• Problem:
Pull every line with "impl" from the entries below.

• Data excerpts:
____

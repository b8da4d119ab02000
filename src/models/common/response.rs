use actix_web::{HttpResponse, http::StatusCode};
use serde::{Deserialize, Serialize};
use ts_rs::TS;

// 统一的API响应结构
#[derive(Debug, Clone, Serialize, Deserialize, TS)]
#[serde(rename_all = "camelCase")]
#[ts(export, export_to = "../frontend/src/types/generated/api.ts")]
pub struct ApiResponse<T: TS> {
    pub status_code: u16,
    pub message: String,
    #[serde(skip_serializing_if = "Option::is_none")]
    pub data: Option<T>,
}

impl<T: TS + Serialize> ApiResponse<T> {
    pub fn new(status: StatusCode, data: T, message: impl Into<String>) -> Self {
        Self {
            status_code: status.as_u16(),
            message: message.into(),
            data: Some(data),
        }
    }

    pub fn success(data: T, message: impl Into<String>) -> Self {
        Self::new(StatusCode::OK, data, message)
    }

    pub fn created(data: T, message: impl Into<String>) -> Self {
        Self::new(StatusCode::CREATED, data, message)
    }

    /// 按 statusCode 构造 HTTP 响应
    pub fn into_response(self) -> HttpResponse {
        let status = StatusCode::from_u16(self.status_code).unwrap_or(StatusCode::OK);
        HttpResponse::build(status).json(self)
    }
}

impl ApiResponse<()> {
    pub fn success_empty(message: impl Into<String>) -> Self {
        Self {
            status_code: StatusCode::OK.as_u16(),
            message: message.into(),
            data: None,
        }
    }
}

// 统一的错误响应结构
#[derive(Debug, Clone, Serialize, Deserialize, TS)]
#[serde(rename_all = "camelCase")]
#[ts(export, export_to = "../frontend/src/types/generated/api.ts")]
pub struct ErrorResponse {
    pub status_code: u16,
    pub message: String,
    /// 错误类型名称
    pub error: String,
    /// 错误代码（E0xx）
    pub code: String,
}
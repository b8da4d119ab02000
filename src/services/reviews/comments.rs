use std::sync::Arc;

use actix_web::{HttpRequest, HttpResponse, Result as ActixResult};
use tracing::info;

use super::{ReviewService, load_accessible_review, review_url};
use crate::errors::{GradebookError, Result};
use crate::middlewares::RequireJWT;
use crate::models::{
    ApiResponse,
    notifications::entities::NotificationType,
    reviews::{
        requests::{PostCommentRequest, ReviewQuery},
        responses::CommentResponse,
    },
    users::entities::User,
};
use crate::services::notifications::notify_users;
use crate::storage::Storage;

const MISSING_PARAMETER: &str = "Missing required parameter";

pub async fn handle_post_comment(
    service: &ReviewService,
    request: &HttpRequest,
    class_id: i64,
    body: PostCommentRequest,
) -> ActixResult<HttpResponse> {
    let user = RequireJWT::current_user(request)?;
    let storage = service.get_storage(request)?;

    let comment = post_comment(&storage, &user, class_id, body).await?;
    Ok(ApiResponse::created(comment, "Post comment successfully").into_response())
}

pub async fn handle_get_comments(
    service: &ReviewService,
    request: &HttpRequest,
    query: ReviewQuery,
) -> ActixResult<HttpResponse> {
    let user = RequireJWT::current_user(request)?;
    let storage = service.get_storage(request)?;

    let comments = get_comments(
        &storage,
        &user,
        query.class_id,
        query.grade_id,
        query.review_id,
    )
    .await?;
    Ok(ApiResponse::success(comments, "Successfully").into_response())
}

/// 发表评论并通知对方
///
/// 学生评论时通知班级教师，其他人评论时通知复查的学生。
pub async fn post_comment(
    storage: &Arc<dyn Storage>,
    user: &User,
    class_id: i64,
    body: PostCommentRequest,
) -> Result<CommentResponse> {
    let content = body.content.trim();
    if content.is_empty() {
        return Err(GradebookError::validation("Comment content is required"));
    }

    let (review, student_composition) =
        load_accessible_review(storage, user, class_id, body.grade_id, body.review_id).await?;

    let comment = storage.create_comment(review.id, user.id, content).await?;
    info!("User {} commented on review {}", user.id, review.id);

    let student_user_id = storage
        .get_class_user_by_student_id(class_id, &student_composition.student_id)
        .await?
        .map(|m| m.user_id);
    let recipients: Vec<i64> = if student_user_id == Some(user.id) {
        storage
            .list_class_teacher_ids(class_id)
            .await?
            .into_iter()
            .filter(|&id| id != user.id)
            .collect()
    } else {
        student_user_id.into_iter().collect()
    };

    let grade_name = storage
        .get_grade_composition(review.grade_id)
        .await?
        .map(|g| g.name)
        .unwrap_or_default();
    notify_users(
        storage,
        &recipients,
        class_id,
        NotificationType::ReviewComment,
        &format!(
            "{} commented on the grade review of {}",
            user.fullname, grade_name
        ),
        &review_url(class_id, review.grade_id, review.id),
    )
    .await;

    Ok(CommentResponse {
        comment,
        fullname: user.fullname.clone(),
        img_url: user.img_url.clone(),
    })
}

/// 复查的评论，按发表顺序排列
pub async fn get_comments(
    storage: &Arc<dyn Storage>,
    user: &User,
    class_id: i64,
    grade_id: Option<i64>,
    review_id: Option<i64>,
) -> Result<Vec<CommentResponse>> {
    let (Some(grade_id), Some(review_id)) = (grade_id, review_id) else {
        return Err(GradebookError::bad_request(MISSING_PARAMETER));
    };

    let (review, _) = load_accessible_review(storage, user, class_id, grade_id, review_id).await?;
    storage.list_comments(review.id).await
}

#[cfg(test)]
mod tests {
    use super::*;
    use crate::models::notifications::requests::NotificationListQuery;
    use crate::models::reviews::entities::Review;
    use crate::services::reviews::create::create_review;
    use crate::services::reviews::fixtures::{Classroom, classroom, review_request};

    async fn open_review(room: &Classroom) -> Review {
        create_review(
            &room.storage,
            room.student.id,
            room.class_id,
            review_request(room.grade.id),
        )
        .await
        .unwrap()
    }

    fn comment(grade_id: i64, review_id: i64, content: &str) -> PostCommentRequest {
        PostCommentRequest {
            grade_id,
            review_id,
            content: content.to_string(),
        }
    }

    async fn notification_count(room: &Classroom, user_id: i64) -> usize {
        room.storage
            .list_notifications(
                user_id,
                NotificationListQuery {
                    pagination: Default::default(),
                },
            )
            .await
            .unwrap()
            .items
            .len()
    }

    #[actix_web::test]
    async fn test_comments_notify_the_other_side() {
        let room = classroom().await;
        let review = open_review(&room).await;

        post_comment(
            &room.storage,
            &room.student,
            room.class_id,
            comment(room.grade.id, review.id, "Please recheck question 2"),
        )
        .await
        .unwrap();
        assert_eq!(notification_count(&room, room.teacher.id).await, 1);
        assert_eq!(notification_count(&room, room.student.id).await, 0);

        post_comment(
            &room.storage,
            &room.teacher,
            room.class_id,
            comment(room.grade.id, review.id, "Rechecked"),
        )
        .await
        .unwrap();
        assert_eq!(notification_count(&room, room.student.id).await, 1);

        let notifications = room
            .storage
            .list_notifications(
                room.student.id,
                NotificationListQuery {
                    pagination: Default::default(),
                },
            )
            .await
            .unwrap();
        let notification = &notifications.items[0];
        assert_eq!(notification.notification_type, NotificationType::ReviewComment);
        assert_eq!(
            notification.content_url.as_deref(),
            Some(review_url(room.class_id, room.grade.id, review.id).as_str())
        );
    }

    #[actix_web::test]
    async fn test_comment_requires_grade_of_the_class() {
        let room = classroom().await;
        let review = open_review(&room).await;

        let err = post_comment(
            &room.storage,
            &room.teacher,
            room.class_id + 1,
            comment(room.grade.id, review.id, "hello"),
        )
        .await
        .unwrap_err();
        assert_eq!(err.code(), "E012");

        let err = post_comment(
            &room.storage,
            &room.teacher,
            room.class_id,
            comment(room.grade.id + 1, review.id, "hello"),
        )
        .await
        .unwrap_err();
        assert_eq!(err.code(), "E012");
    }

    #[actix_web::test]
    async fn test_classmate_cannot_comment_on_other_review() {
        let room = classroom().await;
        let review = open_review(&room).await;

        let err = post_comment(
            &room.storage,
            &room.classmate,
            room.class_id,
            comment(room.grade.id, review.id, "me too"),
        )
        .await
        .unwrap_err();
        assert_eq!(err.code(), "E011");
    }

    #[actix_web::test]
    async fn test_get_comments_requires_both_ids() {
        let room = classroom().await;
        let review = open_review(&room).await;

        for (grade_id, review_id) in [(None, Some(review.id)), (Some(room.grade.id), None), (None, None)] {
            let err = get_comments(&room.storage, &room.teacher, room.class_id, grade_id, review_id)
                .await
                .unwrap_err();
            assert_eq!(err, GradebookError::bad_request(MISSING_PARAMETER));
        }
    }

    #[actix_web::test]
    async fn test_get_comments_in_order_with_author() {
        let room = classroom().await;
        let review = open_review(&room).await;

        for (author, text) in [
            (&room.student, "first"),
            (&room.teacher, "second"),
            (&room.student, "third"),
        ] {
            post_comment(
                &room.storage,
                author,
                room.class_id,
                comment(room.grade.id, review.id, text),
            )
            .await
            .unwrap();
        }

        let comments = get_comments(
            &room.storage,
            &room.student,
            room.class_id,
            Some(room.grade.id),
            Some(review.id),
        )
        .await
        .unwrap();
        let contents: Vec<&str> = comments.iter().map(|c| c.comment.content.as_str()).collect();
        assert_eq!(contents, ["first", "second", "third"]);
        assert_eq!(comments[1].fullname, room.teacher.fullname);
        assert_eq!(comments[1].img_url, room.teacher.img_url);
        assert!(comments.windows(2).all(|w| w[0].comment.id < w[1].comment.id));
    }
}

____

• The answer:
impl<T: TS + Serialize> ApiResponse<T> {
    pub fn new(status: StatusCode, data: T, message: impl Into<String>) -> Self {
    pub fn success(data: T, message: impl Into<String>) -> Self {
    pub fn created(data: T, message: impl Into<String>) -> Self {
impl ApiResponse<()> {
    pub fn success_empty(message: impl Into<String>) -> Self {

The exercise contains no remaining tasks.